The economist James Gwartney has a thought experiment which illustrates why a system which features socialism and monopoly power is not a good idea. Imagine that government decides to operate all restaurants. Further, your geography determines your restaurant; you will eat at the government (“public”) restaurant in your neighborhood. (To make the analogy more accurate, also assume home cooking — like home schooling, is costly.) What would the incentives be for the person who manages the restaurant? Why does the fact that the clientele is captive make a difference?
Of course, the economic incentives are not at all favorable. Consumers are likely to receive low quality food. In addition, costs (taxes and government spending) are likely to be artificially high and to increase further. But since customers still pay a “price” of zero for the service (government education is “free”), people are less likely to notice the relationship — the subsequent tax increases are much more subtle than price increases in the private sector would be.
In addition, you will be forced to eat the type of food your particular restaurant serves. If it’s Mexican food and you don’t like burritos — too bad. The point is not that Mexican food is “right or wrong” but that by definition, the menu will offend or disappoint someone.
The same is true in the menu of issues provided by government schools — whether to use corporal punishment, when to teach sex education, whether to use phonics, focusing on academics or building self-esteem, etc.
If you decide to eat at a private restaurant to get better quality or because your tastes and preferences differ from what your government school provides, you will have to pay taxes for the government restaurant as well as the prices at the private restaurant.
Clearly, your ability to do this would be a function of your income level. As such, restaurant and educational
choice are restricted, especially for the poor. Many of you are probably wondering how the above can be true if the government (public) school you and your children attended was good. Or maybe you’re thinking that other social factors are the primary explanation of the problems with contemporary schooling, especially in the inner city. While family structure, crime, drug use, etc., are important, they are also more difficult to change. Much can be done by simply changing the structure and incentives in the market for education.
An analogy to marriage is instructive. From a strictly economic perspective, compared to dating, marriage is not a very good institution.

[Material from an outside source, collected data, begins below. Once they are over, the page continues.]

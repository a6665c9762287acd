//! Entropy coefficient of SAC.
use crate::opt::{Optimizer, OptimizerConfig};
use anyhow::Result;
use candle_core::{DType, Device, Tensor};
use candle_nn::{init::Init, VarBuilder, VarMap};
use log::info;
use serde::{Deserialize, Serialize};
use std::path::Path;

/// Mode of the entropy coefficient of SAC.
#[derive(Debug, Deserialize, Serialize, PartialEq, Clone)]
pub enum EntCoefMode {
    /// Use a constant as alpha.
    Fix(f64),

    /// Automatic tuning given `(initial_alpha, learning_rate)`.
    Auto(f64, f64),
}

/// The entropy coefficient of SAC.
///
/// Parameterized by its logarithm so that it stays positive.
pub struct EntCoef {
    varmap: VarMap,
    log_alpha: Tensor,
    target_entropy: f64,
    opt: Option<Optimizer>,
}

impl EntCoef {
    /// Constructs an instance of `EntCoef`.
    ///
    /// `target_entropy` is ignored in [`EntCoefMode::Fix`].
    pub fn new(mode: EntCoefMode, target_entropy: f64, device: Device) -> Result<Self> {
        let varmap = VarMap::new();
        let vb = VarBuilder::from_varmap(&varmap, DType::F32, &device);
        let (log_alpha, opt) = match mode {
            EntCoefMode::Fix(alpha) => {
                let log_alpha = vb.get_with_hints(1, "log_alpha", Init::Const(alpha.ln()))?;
                (log_alpha, None)
            }
            EntCoefMode::Auto(init_alpha, learning_rate) => {
                let log_alpha =
                    vb.get_with_hints(1, "log_alpha", Init::Const(init_alpha.ln()))?;
                let opt = OptimizerConfig::default()
                    .learning_rate(learning_rate)
                    .build(varmap.all_vars())?;
                (log_alpha, Some(opt))
            }
        };

        Ok(Self {
            varmap,
            log_alpha,
            target_entropy,
            opt,
        })
    }

    /// Returns the entropy coefficient, a tensor of shape `[1]`.
    pub fn alpha(&self) -> Result<Tensor> {
        Ok(self.log_alpha.detach().exp()?)
    }

    /// Returns the entropy coefficient as a scalar.
    pub fn alpha_scalar(&self) -> Result<f32> {
        Ok(self.alpha()?.to_vec1::<f32>()?[0])
    }

    /// Updates the parameter given log probabilities of sampled actions.
    ///
    /// Does nothing in [`EntCoefMode::Fix`].
    pub fn update(&mut self, logp: &Tensor) -> Result<()> {
        if let Some(opt) = &mut self.opt {
            let loss = (self
                .log_alpha
                .broadcast_mul(&(logp.detach() + self.target_entropy)?)?
                * -1f64)?
                .mean_all()?;
            opt.backward_step(&loss)?;
        }
        Ok(())
    }

    /// Save the parameter into a file.
    pub fn save<T: AsRef<Path>>(&self, path: T) -> Result<()> {
        self.varmap.save(&path)?;
        info!("Save entropy coefficient to {:?}", path.as_ref());
        Ok(())
    }

    /// Load the parameter from a file.
    pub fn load<T: AsRef<Path>>(&mut self, path: T) -> Result<()> {
        self.varmap.load(&path)?;
        info!("Load entropy coefficient from {:?}", path.as_ref());
        Ok(())
    }
}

The trouble is that marriage limits competition and thus, discourages incentives for good behavior. Often, after the wedding, people gain weight, don’t buy flowers or shave as often, etc. These are behaviors which would probably not be tolerated in a dating relationship. Why the difference? Because when a couple is just dating, there is still substantial competition.

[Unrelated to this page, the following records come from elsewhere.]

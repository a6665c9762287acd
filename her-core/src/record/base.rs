//! Records of scalar and array values keyed by name.
use crate::error::HerError;
use chrono::prelude::{DateTime, Local};
use std::collections::{
    hash_map::{Iter, Keys},
    HashMap,
};

/// Represents possible types of values in a [`Record`].
#[derive(Debug, Clone)]
pub enum RecordValue {
    /// A single floating-point value, e.g., a loss or a success rate.
    Scalar(f32),

    /// A timestamp.
    DateTime(DateTime<Local>),

    /// A 1-dimensional array.
    Array1(Vec<f32>),

    /// A text value.
    String(String),
}

/// A container of key-value pairs.
#[derive(Debug, Clone)]
pub struct Record(HashMap<String, RecordValue>);

impl Record {
    /// Creates an empty record.
    pub fn empty() -> Self {
        Self(HashMap::new())
    }

    /// Creates a record containing a single scalar value.
    pub fn from_scalar(name: impl Into<String>, value: f32) -> Self {
        Self(HashMap::from([(name.into(), RecordValue::Scalar(value))]))
    }

    /// Creates a record from a slice of key-value pairs.
    pub fn from_slice<K: Into<String> + Clone>(s: &[(K, RecordValue)]) -> Self {
        Self(
            s.iter()
                .map(|(k, v)| (k.clone().into(), v.clone()))
                .collect(),
        )
    }

    /// Returns an iterator over the keys in the record.
    pub fn keys(&self) -> Keys<String, RecordValue> {
        self.0.keys()
    }

    /// Inserts a key-value pair into the record.
    pub fn insert(&mut self, k: impl Into<String>, v: RecordValue) {
        self.0.insert(k.into(), v);
    }

    /// Returns an iterator over the key-value pairs in the record.
    pub fn iter(&self) -> Iter<'_, String, RecordValue> {
        self.0.iter()
    }

    /// Gets a reference to the value associated with the given key.
    pub fn get(&self, k: &str) -> Option<&RecordValue> {
        self.0.get(k)
    }

    /// Merges two records, consuming both.
    ///
    /// Values of the second record overwrite those of the first one.
    pub fn merge(self, record: Record) -> Self {
        Record(self.0.into_iter().chain(record.0).collect())
    }

    /// Merges another record into this one in place.
    pub fn merge_inplace(&mut self, record: Record) {
        self.0.extend(record.0);
    }

    /// Gets a scalar value from the record.
    pub fn get_scalar(&self, k: &str) -> Result<f32, HerError> {
        match self.0.get(k) {
            Some(RecordValue::Scalar(v)) => Ok(*v),
            Some(_) => Err(HerError::RecordValueTypeError("Scalar".to_string())),
            None => Err(HerError::RecordKeyError(k.to_string())),
        }
    }

    /// Gets a 1-dimensional array from the record.
    pub fn get_array1(&self, k: &str) -> Result<Vec<f32>, HerError> {
        match self.0.get(k) {
            Some(RecordValue::Array1(v)) => Ok(v.clone()),
            Some(_) => Err(HerError::RecordValueTypeError("Array1".to_string())),
            None => Err(HerError::RecordKeyError(k.to_string())),
        }
    }

    /// Gets a string value from the record.
    pub fn get_string(&self, k: &str) -> Result<String, HerError> {
        match self.0.get(k) {
            Some(RecordValue::String(s)) => Ok(s.clone()),
            Some(_) => Err(HerError::RecordValueTypeError("String".to_string())),
            None => Err(HerError::RecordKeyError(k.to_string())),
        }
    }

    /// Checks if the record is empty.
    pub fn is_empty(&self) -> bool {
        self.0.is_empty()
    }
}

If the incentives are “all wrong,” how does a marriage work? It can still be successful if the spouses behave as if there is competition. To generalize, if a bad institution has “good” people, it can still function well. But if a bad institution has “bad” people, its deficiency will be revealed.
Again, the same is true of government schooling, particularly in the inner cities. With the decline of the family and the increase in crime, illegitimacy, etc., the bad institution (socialistic and monopolistic schools) is revealed. Since those factors have not declined as much in the suburbs, the institution still works fairly well (although at higher costs than necessary, etc.).
Furthermore, anecdotal evidence will never solve this debate. Well into the future, there will be many people who are perfectly satisfied with their government schools. On the basis of their experience, they will be unable to understand why systematic reform is necessary. It is only when the debate moves to discussing institutions that the need for dramatic change becomes evident.
D. Eric Schansberg, Ph.D., is an adjunct scholar of the Indiana Policy Review Foundation and professor of economics at Indiana University Southeast.